Monday, September 24, 2012

3 lbs of Beets, 3 lbs of Kale and 40 lbs of Tomatoes

September is flying past.  
I am trying to soak up the last few days of summer and the first of fall. 
This involves pulling things out of the garden, into my kitchen and preserving food in jars. 
I pulled the largest of my second and third planting of beets, (they were so small, sigh, in spite of the watering), scrubbed them, boiled them and pickled them.  I am trying out a few new canning recipes and using a few of my old standbys. 
 


Really, this process should not have taken more than a few hours, but some how it took me all day.  By nighttime four ruby red pint jars stood on my kitchen table. This new recipe only contains half a cup of honey..  although, I will admit, that I am going to make a second batch of pickled beets using my old sugar laden recipe because I don't think the kids will be chowing these down with quite as much enthusiasm. 


I picked arm fulls of my blue curly leaf kale.  Running back and forth from garden to kitchen to set the leaves on the scale and go get more.  This is what three pounds of kale looks like.
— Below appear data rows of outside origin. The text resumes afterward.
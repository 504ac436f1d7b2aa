pub mod account;
pub mod admin;
pub mod auth;
pub mod catalog;
pub mod health;
pub mod payments;
pub mod wallet;

use axum::Router;

use crate::state::AppState;

/// Build the application route tree (everything except `/health`).
///
/// Route hierarchy:
///
/// ```text
/// /auth/register                           register (public)
/// /auth/login                              login (public)
/// /auth/reset-password                     change own password (user)
///
/// /me                                      current account (active user)
/// /catalog                                 active catalog items (public)
///
/// /wallet/topup                            instant top-up (active user, if enabled)
/// /wallet/purchase                         buy a catalog item (active user)
/// /wallet/transactions                     ledger history (active user)
/// /wallet/orders                           order history (active user)
/// /wallet/topups                           top-up request history (active user)
///
/// /api/payments/create-payment             start a crypto top-up (public)
/// /api/payments/webhook                    provider callback (signature)
///
/// /admin/session                           exchange admin secret for a token
/// /admin/topup                             credit an account (admin)
/// /admin/freeze, /admin/unfreeze           toggle frozen flag (admin)
/// /admin/reset-password                    set a user's password (admin)
/// /admin/delete                            delete an account (admin, DELETE)
/// /admin/users                             list accounts (admin)
/// /admin/topups                            list top-up requests (admin)
/// /admin/topups/{order_id}/complete        force reconciliation (admin)
/// /admin/catalog                           create catalog item (admin)
/// ```
pub fn api_routes() -> Router<AppState> {
    Router::new()
        .nest("/auth", auth::router())
        .merge(account::router())
        .merge(catalog::router())
        .nest("/wallet", wallet::router())
        .nest("/api/payments", payments::router())
        .nest("/admin", admin::router())
}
A giant billowing pile that takes up most of my kitchen table. Once again I underestimated just how long it would take me to process three pounds of kale.  It takes a long time to cut all the center ribs out of three pounds of Kale leaves.  A LONG TIME!
By dinner time seven pint jars of pickled kale, yes, pickled kale, lined my counter and our dinner was also ready.  I pulled up a few more of my skinny beets and a few of the remaining onions and made a caramelized onion, beet, feta and walnut pizza drizzled with balsamic vinegar.



The last few summers, I turned in my Volunteer for Veggies hours for tomatoes at the end of the growing season.  But this summer, I have fewer hours, and the frost a few weeks ago ended the season for all of the field tomatoes at the CSA, so I finally relented and purchased forty pounds of tomatoes from the Missoula Community Food Coop. 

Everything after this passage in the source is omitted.